As the years went by, I was getting further and further away from my product development roots. Y’know, you hear this story all the time. After a period away from hands-on development, I just got the itch again.

So, I think it’s just time for me to return to my roots. I had a good relationship with NCsoft, a very productive relationship, and I wish them all the best. I left amicably, and we’re just going to chart our own destinies.

You obviously have experience building popular PC titles, how do you translate that experience onto console game development?
The MMO industry has been my focus for over a decade – all the way back from the Warcraft days at Blizzard through to Guild Wars and NCsoft MMOs like Aion. I think that there’s so much more to MMOs than just the game that’s running on the user’s hardware.

When I look at creating a new MMO, my natural thought is not how we scale for the technical requirements of the platform, my larger thought is how do we scale the technical requirements of the gameplay mechanics we want to build, and support that on the back-end.

Obviously going onto the console platform, I believe very strongly that there’s a different style of play for consoles. Console gamers are not going to be as happy with selecting a target and selecting an action for the target and sitting back and wait for things to resolve. There’s an expectation for play to be very visceral. That has very strong ramifications for how you architect the back-end server network.

Latency masking is of course one of the big issues, but the wider view is that it’s going to take some different thinking about how MMOs are going to support console players. Certainly there are big technical requirements on console platforms, but the larger issue for console MMO development is about how you architect the back-end to support it.

You talk about the MMO genre needing fresh ideas for console development, I take it you have ideas with your new projects.
Well, [laughs] I’ve been doing this for a decade. And obviously there’s been a lot of thought put into console MMOs.

Probably every single MMO developer out there, particularly over the past four years or so during this platform cycle, have been thinking about how to bring MMOs to the console.

One of the things that comes up all the time is how do we build one game for everyone; both PC players and console players combined? All console developers are thinking about this. I’ve been poking at the idea for many, many years as have many other MMO developers.

The problem, of course, is that making a single game design that is equally appealing to both kinds of player – I mean it’s not impossible but it is inordinately difficult. And I am sceptical about how successful that’s going to be.

Really, for me the exciting new frontier is asking, what would an MMO just for console gamers play like? In the same way that Bungie and Rare went out and made FPSes for consoles.
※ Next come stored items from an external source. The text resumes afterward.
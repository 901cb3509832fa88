//! Externally managed hosts.
//!
//! The operator owns the machine; devbox only records its address.

use super::{ProviderAdapter, is_present};
use crate::error::{Error, Result};
use crate::keys::KeyHandleStore;
use crate::types::{CreateRequest, KeyHandle, ServerType};
use serde_json::{Value, json};

const KEY: &str = "manual";

/// Adapter for hosts that already exist.
#[derive(Debug, Default, Clone, Copy)]
pub struct ManualAdapter;

impl ManualAdapter {
    /// Create the adapter.
    pub fn new() -> Self {
        Self
    }

    fn unsupported<T>(operation: &str) -> Result<T> {
        Err(Error::Unsupported {
            provider: KEY.to_string(),
            operation: operation.to_string(),
        })
    }
}

impl ProviderAdapter for ManualAdapter {
    fn key(&self) -> &'static str {
        KEY
    }

    fn display_name(&self) -> &'static str {
        "Manual"
    }

    fn list_server_types(&self) -> Result<Vec<ServerType>> {
        Ok(Vec::new())
    }

    fn resolve_boot_image(&self, _architecture: &str) -> Result<String> {
        Self::unsupported("boot images")
    }

    fn create_key(&self, _key_name: &str, _public_key: &str) -> Result<KeyHandle> {
        Self::unsupported("key upload")
    }

    fn delete_key(&self, _handle: &KeyHandle) -> Result<()> {
        Self::unsupported("key deletion")
    }

    fn upload_key(
        &self,
        _store: &dyn KeyHandleStore,
        _key_name: &str,
        _public_key: &str,
    ) -> Result<KeyHandle> {
        Self::unsupported("key upload")
    }

    fn create(&self, existing: Option<&Value>, request: &CreateRequest) -> Result<Value> {
        if let Some(observed) = existing.filter(|o| is_present(Some(*o))) {
            return Ok(observed.clone());
        }

        let address = request
            .address
            .as_deref()
            .map(str::trim)
            .filter(|a| !a.is_empty())
            .ok_or_else(|| Error::missing("ip", format!("manual host {}", request.name)))?;

        log::info!("Recorded manual host {} at {}", request.name, address);
        Ok(json!({ "ip": address }))
    }

    fn delete(&self, _observed: &Value) -> Result<()> {
        Ok(())
    }

    fn public_address(&self, observed: &Value) -> Option<String> {
        observed
            .get("ip")
            .and_then(Value::as_str)
            .filter(|ip| !ip.is_empty())
            .map(str::to_string)
    }
}
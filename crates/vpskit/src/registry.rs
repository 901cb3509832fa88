//! Provider lookup by key.

use crate::error::{Error, Result};
use crate::providers::{
    DigitalOceanAdapter, HetznerAdapter, LinodeAdapter, ManualAdapter, ProviderAdapter,
    VultrAdapter,
};
use crate::types::ProviderSettings;
use std::collections::BTreeMap;

type Factory = Box<dyn Fn(&ProviderSettings) -> Result<Box<dyn ProviderAdapter>> + Send + Sync>;

/// Maps provider keys to adapter constructors.
///
/// Adapters are built on demand so that a missing token for one vendor
/// does not prevent using another.
#[derive(Default)]
pub struct ProviderRegistry {
    factories: BTreeMap<String, Factory>,
}

impl ProviderRegistry {
    /// Create an empty registry.
    pub fn new() -> Self {
        Self::default()
    }

    /// Registry with every built-in adapter.
    pub fn with_defaults() -> Self {
        Self::new()
            .register("digitalocean", |s| {
                Ok(Box::new(DigitalOceanAdapter::from_settings(s)?))
            })
            .register("hetzner", |s| Ok(Box::new(HetznerAdapter::from_settings(s)?)))
            .register("linode", |s| Ok(Box::new(LinodeAdapter::from_settings(s)?)))
            .register("manual", |_| Ok(Box::new(ManualAdapter::new())))
            .register("vultr", |s| Ok(Box::new(VultrAdapter::from_settings(s)?)))
    }

    /// Add or replace the constructor for `key`.
    #[must_use]
    pub fn register<F>(mut self, key: impl Into<String>, factory: F) -> Self
    where
        F: Fn(&ProviderSettings) -> Result<Box<dyn ProviderAdapter>> + Send + Sync + 'static,
    {
        self.factories.insert(key.into(), Box::new(factory));
        self
    }

    /// Build the adapter registered under `key`.
    pub fn create(&self, key: &str, settings: &ProviderSettings) -> Result<Box<dyn ProviderAdapter>> {
        let factory = self
            .factories
            .get(key)
            .ok_or_else(|| Error::UnknownProvider(key.to_string()))?;
        factory(settings)
    }

    /// Registered keys, sorted.
    pub fn keys(&self) -> Vec<&str> {
        self.factories.keys().map(String::as_str).collect()
    }

    /// Whether `key` is registered.
    pub fn contains(&self, key: &str) -> bool {
        self.factories.contains_key(key)
    }
}

impl std::fmt::Debug for ProviderRegistry {
    fn fmt(&self, f: &mut std::fmt::Formatter<'_>) -> std::fmt::Result {
        f.debug_struct("ProviderRegistry")
            .field("keys", &self.keys())
            .finish()
    }
}

#[cfg(test)]
mod tests {
    use super::*;

    #[test]
    fn test_defaults() {
        let registry = ProviderRegistry::with_defaults();
        assert_eq!(
            registry.keys(),
            vec!["digitalocean", "hetzner", "linode", "manual", "vultr"]
        );
        assert!(registry.contains("manual"));
        assert!(!registry.contains("aws"));
    }

    #[test]
    fn test_unknown_provider() {
        let registry = ProviderRegistry::with_defaults();
        let err = registry
            .create("aws", &ProviderSettings::default())
            .err()
            .unwrap();
        assert!(matches!(err, Error::UnknownProvider(ref k) if k == "aws"));
    }

    #[test]
    fn test_token_required_except_manual() {
        let registry = ProviderRegistry::with_defaults();
        let settings = ProviderSettings::default();
        assert!(matches!(
            registry.create("hetzner", &settings).err(),
            Some(Error::MissingToken(_))
        ));
        assert_eq!(registry.create("manual", &settings).unwrap().key(), "manual");
        assert_eq!(
            registry
                .create("vultr", &ProviderSettings::with_token("t"))
                .unwrap()
                .display_name(),
            "Vultr"
        );
    }
}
There is a perceived reluctance from developers to actually go ahead with making console MMOs. How much does the user-interface issue play a part in this?
User-interface is one of the key reasons why we don’t see MMOs on consoles. But here’s the important distinction; it’s not that developing a console control interface for an MMO is any more difficult than building one for an FPS.

It’s that, right now, all of the thinking is on how to make an interface that is both applicable to a mouse-and-keyboard PC side as well as a console controller.

It’s again this notion that, if you already have MMOs on the market, and you’ve already got millions of players, it’s going to be difficult to convince people to shift to consoles, and so developers feel that they only can make console MMOs if they hybridize the two.

I don’t think that it’s impossible to make a great console interface for an MMO, it’s just that people have to focus on that to the exclusion of everything else.

That meeting-point between console and PC interface that you mentioned, do you feel that motion control could bridge the gap?
I have to tell you, the possibilities of creating a MMO around the Wii controller are just staggering. You could do so much with it. Unfortunately, the hardware is just not up to scratch. But, hey, who knows what the next generation of hardware will bring. Certainly the Wii’s direct-access controller would enable a phenomenal level of MMO mechanics.